* [Work required]:
All lines from the one including "sleep(INTERVAL * 5).await;" to the bottom of the entries below should be repeated exactly, both ends kept.

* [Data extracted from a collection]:
//! Feed assembly and the per-view refresh loop.

mod assembler;
mod refresh;
mod view;

pub use assembler::{DEFAULT_FETCH_TIMEOUT, FeedAssembler};
pub use refresh::{DEFAULT_REFRESH_INTERVAL, LoopState, RefreshHandle, RefreshLoop};
pub use view::{FeedSnapshot, FeedView};
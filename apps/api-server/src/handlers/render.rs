//! Domain to DTO mapping.

use agora_core::domain::{ContentItem, CreatorProfile};
use agora_core::feed::FeedEntry;
use agora_core::lifecycle::Evaluation;
use agora_infra::FeedSnapshot;
use agora_shared::dto::{ContentResponse, CreatorResponse, FeedResponse, PublicationStatusResponse};

pub fn status(item: &ContentItem, evaluation: &Evaluation) -> PublicationStatusResponse {
    PublicationStatusResponse {
        content_id: item.id,
        state: evaluation.state.as_str().to_string(),
        relative_label: evaluation.relative_label.clone(),
        absolute_label: evaluation.absolute_label.clone(),
    }
}

fn creator(profile: CreatorProfile) -> CreatorResponse {
    CreatorResponse {
        display_name: profile.shown_name().to_string(),
        id: profile.id,
        username: profile.username,
        avatar_url: profile.avatar_url,
    }
}

/// Render an item. `content_data` is omitted unless `body_visible`.
pub fn content(
    item: ContentItem,
    profile: Option<CreatorProfile>,
    evaluation: &Evaluation,
    body_visible: bool,
) -> ContentResponse {
    let status = status(&item, evaluation);
    ContentResponse {
        id: item.id,
        creator_id: item.creator_id,
        creator: profile.map(creator),
        title: item.title,
        description: item.description,
        content_type: item.content_type.as_str().to_string(),
        content_data: body_visible.then_some(item.content_data),
        tier_required: item.tier_required.as_str().to_string(),
        tags: item.tags,
        view_count: item.view_count,
        like_count: item.like_count,
        comment_count: item.comment_count,
        scheduled_publish_at: item.scheduled_publish_at,
        status,
        created_at: item.created_at,
        updated_at: item.updated_at,
    }
}

pub fn entry(entry: FeedEntry) -> ContentResponse {
    content(entry.item, entry.creator, &entry.evaluation, entry.body_visible)
}

pub fn feed(entries: Vec<FeedEntry>, snapshot: Option<&FeedSnapshot>) -> FeedResponse {
    FeedResponse {
        items: entries.into_iter().map(entry).collect(),
        refreshed_at: snapshot.and_then(|s| s.refreshed_at),
        stale_reason: snapshot.and_then(|s| s.last_error.clone()),
    }
}
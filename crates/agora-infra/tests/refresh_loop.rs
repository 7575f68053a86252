mod support;

use std::sync::Arc;
use std::time::Duration;

use agora_core::domain::ContentPatch;
use agora_core::feed::FeedFilter;
use agora_core::ports::ContentStore;
use agora_infra::{FeedAssembler, LoopState, RefreshLoop};
use tokio::time::sleep;

use support::{ScriptedStore, seed_creator, text_post};

const INTERVAL: Duration = Duration::from_secs(60);

fn assembler(store: &Arc<ScriptedStore>) -> Arc<FeedAssembler> {
    Arc::new(FeedAssembler::new(store.clone()).with_fetch_timeout(Duration::from_secs(600)))
}

#[tokio::test(start_paused = true)]
async fn first_load_happens_immediately() {
    let store = Arc::new(ScriptedStore::default());
    let creator = seed_creator(&store, "kai").await;
    store.insert(text_post(creator, "hello").published()).await.unwrap();

    let handle = RefreshLoop::new(assembler(&store), FeedFilter::global())
        .with_interval(INTERVAL)
        .spawn();
    sleep(Duration::from_secs(1)).await;

    let snapshot = handle.view().snapshot();
    assert_eq!(snapshot.generation, 1);
    assert_eq!(snapshot.entries.len(), 1);
    assert_eq!(handle.state(), LoopState::Idle);
}

#[tokio::test(start_paused = true)]
async fn newly_published_item_appears_on_next_tick() {
    let store = Arc::new(ScriptedStore::default());
    let creator = seed_creator(&store, "kai").await;
    let pending = store.insert(text_post(creator, "premiere")).await.unwrap();

    let handle = RefreshLoop::new(assembler(&store), FeedFilter::global())
        .with_interval(INTERVAL)
        .spawn();
    sleep(Duration::from_secs(1)).await;
    assert!(handle.view().snapshot().entries.is_empty());

    // The store flips the flag once the scheduled time passes.
    let patch = ContentPatch {
        is_published: Some(true),
        ..Default::default()
    };
    store.update(pending.id, patch).await.unwrap();

    sleep(INTERVAL).await;
    let snapshot = handle.view().snapshot();
    assert_eq!(snapshot.entries.len(), 1);
    assert_eq!(snapshot.entries[0].item.title, "premiere");
}

#[tokio::test(start_paused = true)]
async fn ticks_during_a_slow_fetch_are_skipped() {
    let store = Arc::new(ScriptedStore::with_delay(Duration::from_secs(150)));

    let handle = RefreshLoop::new(assembler(&store), FeedFilter::global())
        .with_interval(INTERVAL)
        .spawn();

    // Ticks at 60s and 120s land while the first fetch is still running.
    sleep(Duration::from_secs(130)).await;
    assert_eq!(store.fetches(), 1);
    assert_eq!(handle.fetches_started(), 1);
    assert_eq!(handle.state(), LoopState::Fetching);

    // First fetch resolves at 150s; the 180s tick starts the second one.
    sleep(Duration::from_secs(70)).await;
    assert_eq!(handle.view().snapshot().generation, 1);
    assert_eq!(store.fetches(), 2);
}

#[tokio::test(start_paused = true)]
async fn cancelled_loop_ignores_in_flight_result_and_stops_fetching() {
    let store = Arc::new(ScriptedStore::with_delay(Duration::from_secs(10)));
    let creator = seed_creator(&store, "kai").await;
    store.insert(text_post(creator, "late").published()).await.unwrap();

    let handle = RefreshLoop::new(assembler(&store), FeedFilter::global())
        .with_interval(INTERVAL)
        .spawn();
    sleep(Duration::from_secs(1)).await;
    assert_eq!(handle.state(), LoopState::Fetching);

    handle.cancel();
    assert_eq!(handle.state(), LoopState::Cancelled);

    sleep(Duration::from_secs(300)).await;
    let snapshot = handle.view().snapshot();
    assert!(snapshot.entries.is_empty());
    assert_eq!(snapshot.generation, 0);
    assert_eq!(store.fetches(), 1);
    assert_eq!(handle.state(), LoopState::Cancelled);
}

#[tokio::test(start_paused = true)]
async fn refresh_now_runs_an_out_of_band_fetch() {
    let store = Arc::new(ScriptedStore::default());
    let handle = RefreshLoop::new(assembler(&store), FeedFilter::global())
        .with_interval(INTERVAL)
        .spawn();
    sleep(Duration::from_secs(1)).await;
    assert_eq!(handle.fetches_started(), 1);

    handle.refresh_now();
    sleep(Duration::from_secs(1)).await;
    assert_eq!(handle.fetches_started(), 2);
    assert_eq!(handle.view().snapshot().generation, 2);
}

#[tokio::test(start_paused = true)]
async fn fatal_failure_keeps_previous_entries_until_recovery() {
    let store = Arc::new(ScriptedStore::default());
    let creator = seed_creator(&store, "kai").await;
    store.insert(text_post(creator, "steady").published()).await.unwrap();

    let handle = RefreshLoop::new(assembler(&store), FeedFilter::global())
        .with_interval(INTERVAL)
        .spawn();
    sleep(Duration::from_secs(1)).await;

    ScriptedStore::fail(&store.fail_enriched, true);
    ScriptedStore::fail(&store.fail_plain, true);
    sleep(INTERVAL).await;

    let snapshot = handle.view().snapshot();
    assert!(snapshot.last_error_fatal);
    assert_eq!(snapshot.entries.len(), 1);

    ScriptedStore::fail(&store.fail_enriched, false);
    ScriptedStore::fail(&store.fail_plain, false);
    handle.refresh_now();
    sleep(Duration::from_secs(1)).await;

    let snapshot = handle.view().snapshot();
    assert!(snapshot.last_error.is_none());
    assert_eq!(snapshot.entries.len(), 1);
}

#[tokio::test(start_paused = true)]
async fn dropping_the_handle_stops_the_loop() {
    let store = Arc::new(ScriptedStore::default());
    let handle = RefreshLoop::new(assembler(&store), FeedFilter::global())
        .with_interval(INTERVAL)
        .spawn();
    sleep(Duration::from_secs(1)).await;
    let view = handle.view().clone();
    drop(handle);

    sleep(INTERVAL * 5).await;
    assert_eq!(store.fetches(), 1);
    assert!(view.is_detached());
}

#[tokio::test(start_paused = true)]
async fn panicking_store_does_not_wedge_the_loop() {
    let store = Arc::new(ScriptedStore::default());
    let creator = seed_creator(&store, "kai").await;
    store.insert(text_post(creator, "survivor").published()).await.unwrap();
    ScriptedStore::fail(&store.panic_enriched_once, true);

    let handle = RefreshLoop::new(assembler(&store), FeedFilter::global())
        .with_interval(INTERVAL)
        .spawn();
    sleep(Duration::from_secs(1)).await;

    assert_eq!(handle.state(), LoopState::Idle);
    let snapshot = handle.view().snapshot();
    assert_eq!(snapshot.generation, 1);
    assert!(snapshot.last_error.is_some());
    assert!(!snapshot.last_error_fatal);

    sleep(INTERVAL).await;
    assert_eq!(handle.fetches_started(), 2);
    let snapshot = handle.view().snapshot();
    assert!(snapshot.last_error.is_none());
    assert_eq!(snapshot.entries.len(), 1);
}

* [Task answer]:
    sleep(INTERVAL * 5).await;
    assert_eq!(store.fetches(), 1);
    assert!(view.is_detached());
}

#[tokio::test(start_paused = true)]
async fn panicking_store_does_not_wedge_the_loop() {
    let store = Arc::new(ScriptedStore::default());
    let creator = seed_creator(&store, "kai").await;
    store.insert(text_post(creator, "survivor").published()).await.unwrap();
    ScriptedStore::fail(&store.panic_enriched_once, true);

    let handle = RefreshLoop::new(assembler(&store), FeedFilter::global())
        .with_interval(INTERVAL)
        .spawn();
    sleep(Duration::from_secs(1)).await;

    assert_eq!(handle.state(), LoopState::Idle);
    let snapshot = handle.view().snapshot();
    assert_eq!(snapshot.generation, 1);
    assert!(snapshot.last_error.is_some());
    assert!(!snapshot.last_error_fatal);

    sleep(INTERVAL).await;
    assert_eq!(handle.fetches_started(), 2);
    let snapshot = handle.view().snapshot();
    assert!(snapshot.last_error.is_none());
    assert_eq!(snapshot.entries.len(), 1);
}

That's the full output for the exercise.